CBS Television Distribution

William Shatner has had three distinct careers. First, there was the "serious actor" Shatner whom we all loved in Star Trek. He could carry any scene with gusto, lending a rugged bravado to any project he was in. Clearly, there was something special about this part of his career, because no matter what Shatner's done since then, most folks still identify him with James Tiberius Kirk. 

Then, around 1997, something began to shift. The snake ate its tail, and the spaceman began reflecting inward. Was the bravado a put-on? Was this has-been in on the joke? There was a marked change in the roles Shatner took. He appeared on Third Rock From the Sun, and did a bunch of Priceline ads where he was a character called "The Negotiator." This was Shatner as self-parody.
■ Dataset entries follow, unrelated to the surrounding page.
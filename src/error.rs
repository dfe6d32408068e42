// src/error.rs

//! Unified error handling for the archiver.

use std::fmt;

use thiserror::Error;

/// Result type alias for archiver operations.
pub type Result<T> = std::result::Result<T, AppError>;

/// Unified application error type.
#[derive(Error, Debug)]
pub enum AppError {
    /// Declarative input is missing a field or has the wrong shape
    #[error("Configuration error: {0}")]
    Config(String),

    /// The public archive service could not save a URL after every attempt
    #[error("Failed to save {url} to the wayback machine after {attempts} attempts: [{}]", errors.join("; "))]
    Archive {
        url: String,
        attempts: u32,
        errors: Vec<String>,
    },

    /// Archive results do not line up with the URLs they were collected for
    #[error("Expected {expected} archive URLs for {collection}, got {found}")]
    ArchiveResultsMismatch {
        collection: String,
        expected: usize,
        found: usize,
    },

    /// The URL itself is not something the public archive can save
    #[error("Invalid URL '{url}': {reason}")]
    InvalidUrl { url: String, reason: String },

    /// The video downloader failed for a URL
    #[error("Download error for {url}: {message}")]
    Download { url: String, message: String },

    /// An external tool could not be started
    #[error("Failed to run '{program}': {message}")]
    Process { program: String, message: String },

    /// An external tool exited with a code outside its allow-list
    #[error("'{program}' exited with {}, acceptable exit codes are {acceptable:?}", display_code(*code))]
    UnacceptableExitCode {
        program: String,
        code: Option<i32>,
        acceptable: Vec<i32>,
    },

    /// I/O operation failed
    #[error("I/O error: {0}")]
    Io(#[from] std::io::Error),

    /// HTTP request failed
    #[error("HTTP error: {0}")]
    Http(#[from] reqwest::Error),

    /// JSON serialization/deserialization failed
    #[error("JSON error: {0}")]
    Json(#[from] serde_json::Error),

    /// TOML parsing failed
    #[error("TOML parse error: {0}")]
    Toml(#[from] toml::de::Error),
}

fn display_code(code: Option<i32>) -> String {
    match code {
        Some(code) => format!("exit code {code}"),
        None => "no exit code (terminated by signal)".to_string(),
    }
}

impl AppError {
    /// Create a configuration error.
    pub fn config(message: impl Into<String>) -> Self {
        Self::Config(message.into())
    }

    /// Create an invalid URL error.
    pub fn invalid_url(url: impl Into<String>, reason: impl fmt::Display) -> Self {
        Self::InvalidUrl {
            url: url.into(),
            reason: reason.to_string(),
        }
    }

    /// Create a download error with context.
    pub fn download(url: impl Into<String>, message: impl fmt::Display) -> Self {
        Self::Download {
            url: url.into(),
            message: message.to_string(),
        }
    }

    /// Create a process start error.
    pub fn process(program: impl Into<String>, message: impl fmt::Display) -> Self {
        Self::Process {
            program: program.into(),
            message: message.to_string(),
        }
    }
}

#[cfg(test)]
mod tests {
    use super::*;

    #[test]
    fn archive_error_lists_every_attempt() {
        let err = AppError::Archive {
            url: "https://example.com".into(),
            attempts: 2,
            errors: vec!["timed out".into(), "HTTP 503".into()],
        };
        let message = err.to_string();
        assert!(message.contains("after 2 attempts"));
        assert!(message.contains("timed out; HTTP 503"));
    }

    #[test]
    fn exit_code_error_without_code() {
        let err = AppError::UnacceptableExitCode {
            program: "wpull".into(),
            code: None,
            acceptable: vec![0, 4, 8],
        };
        assert!(err.to_string().contains("terminated by signal"));
    }
}
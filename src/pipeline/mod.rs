//! Pipeline entry points for an archival run.
//!
//! - `emit`: write the crawler URL list and argument file
//! - `run`: sequence every step of one run

pub mod emit;
pub mod run;

pub use emit::{CrawlInputs, WaybackResults};
pub use run::{RunOptions, RunSummary, run_pipeline, run_with_client};
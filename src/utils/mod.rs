//! Utility functions and helpers.

pub mod fs;
pub mod http;

use sha2::{Digest, Sha256};
use url::Url;

/// Extract the host from a URL string.
pub fn get_domain(url_str: &str) -> Option<String> {
    Url::parse(url_str)
        .ok()
        .and_then(|u| u.host_str().map(|s| s.to_lowercase()))
}

/// Hex encoded SHA-256 of a URL string.
pub fn url_hash(url: &str) -> String {
    hex::encode(Sha256::digest(url.as_bytes()))
}
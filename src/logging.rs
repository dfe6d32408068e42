// src/logging.rs

//! Logger setup for the command line binary.
//!
//! The library only uses the `log` facade. The binary builds a
//! [`LoggingOptions`] from its arguments and hands it to [`init`].

use std::fs::{File, OpenOptions};
use std::io::{self, Write};
use std::path::{Path, PathBuf};

use env_logger::{Env, Target};

use crate::error::{AppError, Result};

/// How the binary should log.
#[derive(Debug, Clone, Default)]
pub struct LoggingOptions {
    /// Log at debug level instead of info
    pub verbose: bool,
    /// Also append every record to this file
    pub log_file: Option<PathBuf>,
}

impl LoggingOptions {
    /// Default filter, overridden by `RUST_LOG`.
    pub fn default_level(&self) -> &'static str {
        if self.verbose { "debug" } else { "info" }
    }
}

/// Writes every record to stdout and a log file.
struct TeeWriter {
    file: File,
}

impl Write for TeeWriter {
    fn write(&mut self, buf: &[u8]) -> io::Result<usize> {
        io::stdout().write_all(buf)?;
        self.file.write_all(buf)?;
        Ok(buf.len())
    }

    fn flush(&mut self) -> io::Result<()> {
        io::stdout().flush()?;
        self.file.flush()
    }
}

fn open_log_file(path: &Path) -> Result<File> {
    OpenOptions::new()
        .create(true)
        .append(true)
        .open(path)
        .map_err(|e| AppError::config(format!("cannot open log file {}: {e}", path.display())))
}

/// Install the global logger.
pub fn init(options: &LoggingOptions) -> Result<()> {
    let mut builder =
        env_logger::Builder::from_env(Env::default().default_filter_or(options.default_level()));
    builder.format_timestamp_secs();

    match &options.log_file {
        Some(path) => {
            let file = open_log_file(path)?;
            builder.target(Target::Pipe(Box::new(TeeWriter { file })));
        }
        None => {
            builder.target(Target::Stdout);
        }
    }

    builder
        .try_init()
        .map_err(|e| AppError::config(format!("logger already initialized: {e}")))
}

#[cfg(test)]
mod tests {
    use super::*;
    use tempfile::TempDir;

    #[test]
    fn test_default_level() {
        assert_eq!(LoggingOptions::default().default_level(), "info");
        let verbose = LoggingOptions {
            verbose: true,
            log_file: None,
        };
        assert_eq!(verbose.default_level(), "debug");
    }

    #[test]
    fn test_tee_writer_appends_to_file() {
        let tmp = TempDir::new().unwrap();
        let path = tmp.path().join("run.log");
        std::fs::write(&path, "earlier\n").unwrap();

        let mut tee = TeeWriter {
            file: open_log_file(&path).unwrap(),
        };
        tee.write_all(b"later\n").unwrap();
        tee.flush().unwrap();

        assert_eq!(std::fs::read_to_string(&path).unwrap(), "earlier\nlater\n");
    }
}
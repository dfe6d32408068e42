//! Service layer for the archiver.
//!
//! This module talks to everything outside the process:
//! - The public web archive (`PublicArchiveClient`)
//! - External tools run as subprocesses (`ProcessRunner`)
//! - The video downloader (`VideoArchiver`)

pub mod process;
pub mod video;
pub mod wayback;

pub use process::{ProcessRunner, ToolCommand};
pub use video::VideoArchiver;
pub use wayback::{PublicArchiveClient, RetryPolicy, SaveOutcome, SaveService, WaybackMachine};
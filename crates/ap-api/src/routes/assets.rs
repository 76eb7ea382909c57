//! Asset record endpoints.

use axum::{
    extract::{Path, State},
    http::StatusCode,
    routing::{get, post},
    Json, Router,
};
use serde::{Deserialize, Serialize};
use utoipa::ToSchema;
use validator::Validate;

use ap_core::Asset;

use crate::auth::AuthenticatedUser;
use crate::error::{ApiError, ErrorResponse};
use crate::state::AppState;

/// Creates asset routes.
pub fn routes() -> Router<AppState> {
    Router::new()
        .route("/", post(create_asset))
        .route(
            "/:id",
            get(get_asset).put(update_asset).delete(delete_asset),
        )
}

// ============================================================================
// DTOs
// ============================================================================

/// Request body for creating an asset.
///
/// Creation is strict-complete: every field must be supplied, or the
/// request fails with 422.
#[derive(Debug, Deserialize, Validate, ToSchema)]
pub struct CreateAssetRequest {
    /// Unique positive asset id.
    #[validate(range(min = 1))]
    pub asset_id: i64,
    /// Asset name.
    pub name: Option<String>,
    /// Equipment category.
    pub asset_type: Option<String>,
    /// Physical location.
    pub location: Option<String>,
    /// Purchase date (free text).
    pub purchase_date: Option<String>,
    /// Acquisition cost.
    pub initial_cost: Option<f64>,
    /// Operational status.
    pub operational_status: Option<String>,
}

/// Request body for updating an asset. Only supplied fields are merged.
#[derive(Debug, Default, Deserialize, Validate, ToSchema)]
pub struct UpdateAssetRequest {
    /// Asset name.
    pub name: Option<String>,
    /// Equipment category.
    pub asset_type: Option<String>,
    /// Physical location.
    pub location: Option<String>,
    /// Purchase date (free text).
    pub purchase_date: Option<String>,
    /// Acquisition cost.
    pub initial_cost: Option<f64>,
    /// Operational status.
    pub operational_status: Option<String>,
}

/// Asset response DTO. Carries schema fields only.
#[derive(Debug, Serialize, Deserialize, ToSchema)]
pub struct AssetResponse {
    pub asset_id: i64,
    pub name: Option<String>,
    pub asset_type: Option<String>,
    pub location: Option<String>,
    pub purchase_date: Option<String>,
    pub initial_cost: Option<f64>,
    pub operational_status: Option<String>,
}

impl From<Asset> for AssetResponse {
    fn from(asset: Asset) -> Self {
        Self {
            asset_id: asset.asset_id,
            name: asset.name,
            asset_type: asset.asset_type,
            location: asset.location,
            purchase_date: asset.purchase_date,
            initial_cost: asset.initial_cost,
            operational_status: asset.operational_status,
        }
    }
}

fn asset_from_create(request: CreateAssetRequest) -> Asset {
    Asset {
        asset_id: request.asset_id,
        name: request.name,
        asset_type: request.asset_type,
        location: request.location,
        purchase_date: request.purchase_date,
        initial_cost: request.initial_cost,
        operational_status: request.operational_status,
    }
}

fn asset_from_update(asset_id: i64, request: UpdateAssetRequest) -> Asset {
    Asset {
        asset_id,
        name: request.name,
        asset_type: request.asset_type,
        location: request.location,
        purchase_date: request.purchase_date,
        initial_cost: request.initial_cost,
        operational_status: request.operational_status,
    }
}

// ============================================================================
// Handlers
// ============================================================================

/// Create a new asset.
#[utoipa::path(
    post,
    path = "/api/v1/assets",
    request_body = CreateAssetRequest,
    responses(
        (status = 201, description = "Asset created", body = AssetResponse),
        (status = 409, description = "Asset id already in use", body = ErrorResponse),
        (status = 422, description = "Missing fields", body = ErrorResponse),
        (status = 401, description = "Not authenticated", body = ErrorResponse)
    ),
    security(("bearer_token" = [])),
    tag = "Assets"
)]
pub async fn create_asset(
    State(state): State<AppState>,
    AuthenticatedUser(_user): AuthenticatedUser,
    Json(request): Json<CreateAssetRequest>,
) -> Result<(StatusCode, Json<AssetResponse>), ApiError> {
    request.validate()?;

    let asset = asset_from_create(request);
    state.assets.create(&asset).await?;

    Ok((StatusCode::CREATED, Json(asset.into())))
}

/// Get asset by id.
#[utoipa::path(
    get,
    path = "/api/v1/assets/{id}",
    params(("id" = i64, Path, description = "Asset id")),
    responses(
        (status = 200, description = "The asset", body = AssetResponse),
        (status = 404, description = "No such asset", body = ErrorResponse),
        (status = 401, description = "Not authenticated", body = ErrorResponse)
    ),
    security(("bearer_token" = [])),
    tag = "Assets"
)]
pub async fn get_asset(
    State(state): State<AppState>,
    AuthenticatedUser(_user): AuthenticatedUser,
    Path(id): Path<i64>,
) -> Result<Json<AssetResponse>, ApiError> {
    let asset = state.assets.read(id).await?;
    Ok(Json(asset.into()))
}

/// Update an asset.
///
/// Merges only the supplied fields. A missing id is not an error: the
/// update matches nothing and no record is created.
#[utoipa::path(
    put,
    path = "/api/v1/assets/{id}",
    params(("id" = i64, Path, description = "Asset id")),
    request_body = UpdateAssetRequest,
    responses(
        (status = 204, description = "Update applied (or matched nothing)"),
        (status = 401, description = "Not authenticated", body = ErrorResponse)
    ),
    security(("bearer_token" = [])),
    tag = "Assets"
)]
pub async fn update_asset(
    State(state): State<AppState>,
    AuthenticatedUser(_user): AuthenticatedUser,
    Path(id): Path<i64>,
    Json(request): Json<UpdateAssetRequest>,
) -> Result<StatusCode, ApiError> {
    request.validate()?;

    let patch = asset_from_update(id, request);
    state.assets.update(&patch).await?;

    Ok(StatusCode::NO_CONTENT)
}

/// Delete an asset. Idempotent: succeeds whether or not one existed.
#[utoipa::path(
    delete,
    path = "/api/v1/assets/{id}",
    params(("id" = i64, Path, description = "Asset id")),
    responses(
        (status = 204, description = "Asset removed (or was absent)"),
        (status = 401, description = "Not authenticated", body = ErrorResponse)
    ),
    security(("bearer_token" = [])),
    tag = "Assets"
)]
pub async fn delete_asset(
    State(state): State<AppState>,
    AuthenticatedUser(_user): AuthenticatedUser,
    Path(id): Path<i64>,
) -> Result<StatusCode, ApiError> {
    state.assets.delete(id).await?;
    Ok(StatusCode::NO_CONTENT)
}
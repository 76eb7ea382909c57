//! Authentication for the API.
//!
//! Every protected route passes through the [`AuthenticatedUser`]
//! extractor before any entity-kind logic runs.

pub mod extractors;

pub use extractors::AuthenticatedUser;
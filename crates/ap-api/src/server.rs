//! API server implementation.

use axum::{middleware, Router};
use std::net::SocketAddr;
use std::time::Duration;
use tokio::net::TcpListener;
use tokio::signal;
use tower_http::catch_panic::CatchPanicLayer;
use tower_http::trace::TraceLayer;
use tracing::info;
use utoipa::openapi::security::{HttpAuthScheme, HttpBuilder, SecurityScheme};
use utoipa::{Modify, OpenApi};
use utoipa_swagger_ui::SwaggerUi;

use crate::error::ErrorResponse;
use crate::middleware::{body_limit_layer, cors_layer, request_id, request_logging, security_headers};
use crate::routes;
use crate::state::AppState;

/// API server configuration.
#[derive(Debug, Clone)]
pub struct ApiServerConfig {
    /// Address to bind to.
    pub bind_address: SocketAddr,
    /// Enable Swagger UI.
    pub enable_swagger: bool,
    /// Shutdown timeout for graceful shutdown.
    pub shutdown_timeout: Duration,
}

impl Default for ApiServerConfig {
    fn default() -> Self {
        Self {
            bind_address: SocketAddr::from(([0, 0, 0, 0], 8080)),
            enable_swagger: true,
            shutdown_timeout: Duration::from_secs(30),
        }
    }
}

/// OpenAPI documentation.
#[derive(OpenApi)]
#[openapi(
    paths(
        crate::routes::health::health_check,
        crate::routes::health::readiness_check,
        crate::routes::health::liveness_check,
        crate::routes::auth::issue_token,
        crate::routes::assets::create_asset,
        crate::routes::assets::get_asset,
        crate::routes::assets::update_asset,
        crate::routes::assets::delete_asset,
        crate::routes::metrics::create_metric,
        crate::routes::metrics::get_metric,
        crate::routes::metrics::update_metric,
        crate::routes::metrics::delete_metric,
        crate::routes::stats::summary,
    ),
    components(
        schemas(
            crate::routes::health::HealthResponse,
            crate::routes::auth::TokenRequest,
            crate::routes::auth::TokenResponse,
            crate::routes::assets::CreateAssetRequest,
            crate::routes::assets::UpdateAssetRequest,
            crate::routes::assets::AssetResponse,
            crate::routes::metrics::CreateMetricRequest,
            crate::routes::metrics::UpdateMetricRequest,
            crate::routes::metrics::MetricResponse,
            crate::routes::stats::HighFailureAssetResponse,
            crate::routes::stats::SummaryReportResponse,
            ErrorResponse,
        )
    ),
    modifiers(&BearerSecurity),
    tags(
        (name = "Health", description = "Health check endpoints"),
        (name = "Auth", description = "Bearer token issuance"),
        (name = "Assets", description = "Asset record management"),
        (name = "Metrics", description = "Performance metric record management"),
        (name = "Stats", description = "Summary statistics"),
    ),
    info(
        title = "Asset Pulse API",
        version = "0.1.0",
        description = "Asset and performance-metric record management with summary statistics",
        license(name = "MIT"),
    )
)]
pub struct ApiDoc;

/// Registers the bearer security scheme referenced by protected paths.
struct BearerSecurity;

impl Modify for BearerSecurity {
    fn modify(&self, openapi: &mut utoipa::openapi::OpenApi) {
        if let Some(components) = openapi.components.as_mut() {
            components.add_security_scheme(
                "bearer_token",
                SecurityScheme::Http(
                    HttpBuilder::new()
                        .scheme(HttpAuthScheme::Bearer)
                        .bearer_format("JWT")
                        .build(),
                ),
            );
        }
    }
}

/// API server.
pub struct ApiServer {
    config: ApiServerConfig,
    state: AppState,
}

impl ApiServer {
    /// Creates a new API server.
    pub fn new(state: AppState, config: ApiServerConfig) -> Self {
        Self { config, state }
    }

    /// Creates a new API server with default configuration.
    pub fn with_state(state: AppState) -> Self {
        Self::new(state, ApiServerConfig::default())
    }

    /// Builds the router.
    pub fn router(&self) -> Router {
        routes::health::init_start_time();

        let mut app = routes::create_router(self.state.clone());

        if self.config.enable_swagger {
            app = app.merge(
                SwaggerUi::new("/swagger-ui").url("/api-docs/openapi.json", ApiDoc::openapi()),
            );
        }

        // Apply middleware (order matters: innermost first).
        app.layer(middleware::from_fn(security_headers))
            .layer(middleware::from_fn(request_logging))
            .layer(middleware::from_fn(request_id))
            .layer(TraceLayer::new_for_http())
            .layer(cors_layer())
            .layer(body_limit_layer())
            .layer(CatchPanicLayer::new())
    }

    /// Runs the server until a shutdown signal arrives.
    pub async fn run(self) -> Result<(), std::io::Error> {
        let app = self.router();
        let addr = self.config.bind_address;

        info!("Starting API server on {}", addr);

        let listener = TcpListener::bind(addr).await?;

        axum::serve(listener, app)
            .with_graceful_shutdown(shutdown_signal())
            .await?;

        info!("API server shut down gracefully");
        Ok(())
    }
}

/// Default shutdown signal handler.
async fn shutdown_signal() {
    let ctrl_c = async {
        signal::ctrl_c()
            .await
            .expect("Failed to install Ctrl+C handler");
    };

    #[cfg(unix)]
    let terminate = async {
        signal::unix::signal(signal::unix::SignalKind::terminate())
            .expect("Failed to install SIGTERM handler")
            .recv()
            .await;
    };

    #[cfg(not(unix))]
    let terminate = std::future::pending::<()>();

    tokio::select! {
        _ = ctrl_c => {
            info!("Received Ctrl+C, initiating graceful shutdown");
        }
        _ = terminate => {
            info!("Received SIGTERM, initiating graceful shutdown");
        }
    }
}
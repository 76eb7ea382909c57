//! Performance metric data model.
//!
//! One metric record per asset id. The relation to [`super::Asset`] is by
//! convention only; no referential check is made when a metric is accepted.

use serde::{Deserialize, Serialize};

use super::Record;

/// Operational performance figures for a single asset.
#[derive(Debug, Clone, PartialEq, Serialize, Deserialize)]
pub struct PerformanceMetric {
    /// Key of the asset this metric describes. Immutable once created.
    pub asset_id: i64,
    /// Hours in service.
    pub uptime: Option<f64>,
    /// Hours out of service.
    pub downtime: Option<f64>,
    /// Accumulated maintenance spend.
    pub maintenance_cost: Option<f64>,
    /// Failures per unit time.
    pub failure_rate: Option<f64>,
    /// Output efficiency percentage.
    pub efficiency: Option<f64>,
}

impl PerformanceMetric {
    /// Creates a metric with only its key set.
    pub fn new(asset_id: i64) -> Self {
        Self {
            asset_id,
            uptime: None,
            downtime: None,
            maintenance_cost: None,
            failure_rate: None,
            efficiency: None,
        }
    }
}

impl Record for PerformanceMetric {
    const KIND: &'static str = "performance metric";

    fn key(&self) -> i64 {
        self.asset_id
    }

    fn is_complete(&self) -> bool {
        self.uptime.is_some()
            && self.downtime.is_some()
            && self.maintenance_cost.is_some()
            && self.failure_rate.is_some()
            && self.efficiency.is_some()
    }

    fn merge_into(&self, existing: &mut Self) {
        if let Some(uptime) = self.uptime {
            existing.uptime = Some(uptime);
        }
        if let Some(downtime) = self.downtime {
            existing.downtime = Some(downtime);
        }
        if let Some(maintenance_cost) = self.maintenance_cost {
            existing.maintenance_cost = Some(maintenance_cost);
        }
        if let Some(failure_rate) = self.failure_rate {
            existing.failure_rate = Some(failure_rate);
        }
        if let Some(efficiency) = self.efficiency {
            existing.efficiency = Some(efficiency);
        }
    }
}
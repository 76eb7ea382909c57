//! HTTP middleware for the API server.
//!
//! This module provides middleware functions and layers for:
//! - Request ID generation and propagation
//! - Request logging with timing
//! - Security headers
//! - CORS configuration

use axum::{
    extract::Request,
    http::{header, HeaderValue},
    middleware::Next,
    response::Response,
};
use rand::RngCore;
use std::time::Instant;
use tower_http::cors::{AllowOrigin, CorsLayer};
use tower_http::limit::RequestBodyLimitLayer;
use tracing::{info, warn};

/// Request ID header name.
pub const REQUEST_ID_HEADER: &str = "X-Request-Id";

/// Request ID extension type.
#[derive(Clone, Debug)]
pub struct RequestId(pub String);

fn generate_request_id() -> String {
    let mut bytes = [0u8; 16];
    rand::thread_rng().fill_bytes(&mut bytes);
    bytes.iter().map(|b| format!("{b:02x}")).collect()
}

/// Middleware to add a request ID to requests and responses.
pub async fn request_id(mut request: Request, next: Next) -> Response {
    // Honor an incoming id, otherwise generate one.
    let request_id = request
        .headers()
        .get(REQUEST_ID_HEADER)
        .and_then(|v| v.to_str().ok())
        .map(String::from)
        .unwrap_or_else(generate_request_id);

    request
        .extensions_mut()
        .insert(RequestId(request_id.clone()));

    let mut response = next.run(request).await;

    if let Ok(value) = HeaderValue::from_str(&request_id) {
        response.headers_mut().insert(REQUEST_ID_HEADER, value);
    }

    response
}

/// Middleware for request logging.
pub async fn request_logging(request: Request, next: Next) -> Response {
    let method = request.method().clone();
    let uri = request.uri().clone();
    let start = Instant::now();

    let request_id = request
        .extensions()
        .get::<RequestId>()
        .map(|r| r.0.clone())
        .unwrap_or_else(|| "unknown".to_string());

    let response = next.run(request).await;

    let duration = start.elapsed();
    let status = response.status();

    if status.is_server_error() {
        warn!(
            request_id = %request_id,
            method = %method,
            uri = %uri,
            status = status.as_u16(),
            duration_ms = duration.as_millis() as u64,
            "Request completed with error"
        );
    } else {
        info!(
            request_id = %request_id,
            method = %method,
            uri = %uri,
            status = status.as_u16(),
            duration_ms = duration.as_millis() as u64,
            "Request completed"
        );
    }

    response
}

/// Middleware adding standard security headers to every response.
pub async fn security_headers(request: Request, next: Next) -> Response {
    let mut response = next.run(request).await;
    let headers = response.headers_mut();

    headers.insert(
        header::X_CONTENT_TYPE_OPTIONS,
        HeaderValue::from_static("nosniff"),
    );
    headers.insert(header::X_FRAME_OPTIONS, HeaderValue::from_static("DENY"));
    headers.insert(
        header::CACHE_CONTROL,
        HeaderValue::from_static("no-store"),
    );

    response
}

/// Default request body size limit (2 MB).
pub const DEFAULT_REQUEST_BODY_LIMIT: usize = 2 * 1024 * 1024;

/// Creates a request body size limit layer.
pub fn body_limit_layer() -> RequestBodyLimitLayer {
    RequestBodyLimitLayer::new(DEFAULT_REQUEST_BODY_LIMIT)
}

/// Creates the CORS layer.
pub fn cors_layer() -> CorsLayer {
    CorsLayer::new()
        .allow_origin(AllowOrigin::any())
        .allow_methods(tower_http::cors::Any)
        .allow_headers(tower_http::cors::Any)
}
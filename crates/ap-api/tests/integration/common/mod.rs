//! Common test utilities for integration tests.

use axum::{
    body::Body,
    http::{Method, Request, StatusCode},
    Router,
};
use serde_json::Value;
use tower::ServiceExt;

use ap_api::{routes, AppState};
use ap_core::{hash_password, User, UserStore};

/// Known credentials provisioned into every test router.
pub const TEST_USER: &str = "alice";
pub const TEST_PASSWORD: &str = "Wonderland-9";

/// A provisioned but disabled account.
pub const DISABLED_USER: &str = "mallory";
pub const DISABLED_PASSWORD: &str = "LockedOut-9";

/// Builds a router over fresh in-memory stores with two provisioned
/// identities: an enabled one and a disabled one.
pub async fn create_test_router() -> (Router, AppState) {
    let state = AppState::in_memory(b"integration-test-secret");

    let alice = User::new(TEST_USER, hash_password(TEST_PASSWORD).unwrap());
    state.users.insert(&alice).await.unwrap();

    let mut mallory = User::new(DISABLED_USER, hash_password(DISABLED_PASSWORD).unwrap());
    mallory.disabled = true;
    state.users.insert(&mallory).await.unwrap();

    (routes::create_router(state.clone()), state)
}

/// Builds a GET request without a body.
pub fn get_request(uri: &str, token: Option<&str>) -> Request<Body> {
    let mut builder = Request::builder().method(Method::GET).uri(uri);
    if let Some(token) = token {
        builder = builder.header("Authorization", format!("Bearer {token}"));
    }
    builder.body(Body::empty()).unwrap()
}

/// Builds a DELETE request without a body.
pub fn delete_request(uri: &str, token: Option<&str>) -> Request<Body> {
    let mut builder = Request::builder().method(Method::DELETE).uri(uri);
    if let Some(token) = token {
        builder = builder.header("Authorization", format!("Bearer {token}"));
    }
    builder.body(Body::empty()).unwrap()
}

/// Builds a JSON request with the given method and body.
pub fn json_request(method: Method, uri: &str, token: Option<&str>, body: &Value) -> Request<Body> {
    let mut builder = Request::builder()
        .method(method)
        .uri(uri)
        .header("Content-Type", "application/json");
    if let Some(token) = token {
        builder = builder.header("Authorization", format!("Bearer {token}"));
    }
    builder
        .body(Body::from(serde_json::to_vec(body).unwrap()))
        .unwrap()
}

/// Builds a form-encoded POST request.
pub fn form_request(uri: &str, fields: &[(&str, &str)]) -> Request<Body> {
    Request::builder()
        .method(Method::POST)
        .uri(uri)
        .header("Content-Type", "application/x-www-form-urlencoded")
        .body(Body::from(serde_urlencoded::to_string(fields).unwrap()))
        .unwrap()
}

/// Sends a request and returns the status with the JSON body (or `Null`
/// for empty bodies).
pub async fn send_request(app: Router, request: Request<Body>) -> (StatusCode, Value) {
    let response = app.oneshot(request).await.unwrap();
    let status = response.status();
    let bytes = axum::body::to_bytes(response.into_body(), usize::MAX)
        .await
        .unwrap();
    let body = if bytes.is_empty() {
        Value::Null
    } else {
        serde_json::from_slice(&bytes).unwrap()
    };
    (status, body)
}

/// Logs in with the given credentials and returns the bearer token.
pub async fn login(app: Router, username: &str, password: &str) -> String {
    let (status, body) = send_request(
        app,
        form_request("/token", &[("username", username), ("password", password)]),
    )
    .await;
    assert_eq!(status, StatusCode::OK, "login should succeed: {body}");
    assert_eq!(body["token_type"], "bearer");
    body["access_token"].as_str().unwrap().to_string()
}

/// A complete asset creation body.
pub fn complete_asset_body(asset_id: i64) -> Value {
    serde_json::json!({
        "asset_id": asset_id,
        "name": format!("Asset{asset_id}"),
        "asset_type": "Pump",
        "location": "Plant 3",
        "purchase_date": "2-3-2024",
        "initial_cost": 4200.0,
        "operational_status": "Operational",
    })
}

/// A complete metric creation body.
pub fn complete_metric_body(asset_id: i64, failure_rate: f64) -> Value {
    serde_json::json!({
        "asset_id": asset_id,
        "uptime": 95.0,
        "downtime": 5.0,
        "maintenance_cost": 300.0,
        "failure_rate": failure_rate,
        "efficiency": 88.0,
    })
}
Shatner was aware of the change and spoke about it with AP National Writer Ted Anthony.

"Something's happened out there," said Shatner in 2008. "People are perceiving me as funny, and they want funny things from me." Whether or not this trajectory was planned out or adapted to, Shatner laughed all the way to the bank. Reinvention helped him stay relevant.

Then came Denny Crane, Shatner's character on Boston Legal, and the key to his career's third arc. He was back on TV, combining the serious and the comedic. 

"I've obviously had those instruments at my call," said Shatner, "but the opportunity to use them wasn't there."

Suddenly, Shatner was no has-been anymore. Or was he? Now he was winning Emmys. But he also returned to his weird habit of making spoken-word concept albums. But guess what? It worked. Shatner was committed to the bit but also unveiled hints of something deeper.

In his song "Real" with Brad Paisley, Shatner sang "I'd love to help the world in all its problems. But I'm an entertainer— that's all."

Robert Thompson, a Syracuse University television and pop-culture historian, succinctly summarized Shatner's legacy:

"Shatner is THE epitome of the post-ironic, 21st-century American cultural attitude. He's completely taken the entire history of American mass entertainment from radio days to the present and melded it into a character that's completely contemporary. 

"I'm going to be teaching that guy 50 years from now in my history of television classes if I'm still alive."